**EXERCISE GOAL**: Search the listing below, and show each line that includes the word "StatusCode".

= = = = =

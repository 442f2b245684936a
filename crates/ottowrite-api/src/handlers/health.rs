//! Health check handlers.

use crate::state::AppState;
use axum::{extract::State, http::StatusCode, response::IntoResponse, Json};
use std::sync::Arc;
use std::time::Duration;

/// Liveness probe: the process is running.
pub async fn liveness_check() -> impl IntoResponse {
    (
        StatusCode::OK,
        Json(serde_json::json!({ "status": "alive" })),
    )
}

/// Readiness probe: the database answers a trivial query within the timeout.
pub async fn readiness_check(State(state): State<Arc<AppState>>) -> impl IntoResponse {
    const TIMEOUT: Duration = Duration::from_secs(5);

    let mut response = serde_json::json!({
        "status": "ready",
        "database": "unknown"
    });

    let mut overall_ready = true;
    match tokio::time::timeout(TIMEOUT, sqlx::query("SELECT 1").execute(&state.pool)).await {
        Ok(Ok(_)) => response["database"] = serde_json::json!("ready"),
        Ok(Err(e)) => {
            tracing::error!(error = %e, "Database readiness check failed");
            response["database"] = serde_json::json!(format!("not_ready: {}", e));
            overall_ready = false;
        }
        Err(_) => {
            tracing::error!("Database readiness check timed out");
            response["database"] = serde_json::json!("timeout");
            overall_ready = false;
        }
    }

    if !overall_ready {
        response["status"] = serde_json::json!("not_ready");
    }

    let status_code = if overall_ready {
        StatusCode::OK
    } else {
        StatusCode::SERVICE_UNAVAILABLE
    };

    (status_code, Json(response))
}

= = = = =

**RESPONSE TO THE EXERCISE**:
use axum::{extract::State, http::StatusCode, response::IntoResponse, Json};
        StatusCode::OK,
        StatusCode::OK
        StatusCode::SERVICE_UNAVAILABLE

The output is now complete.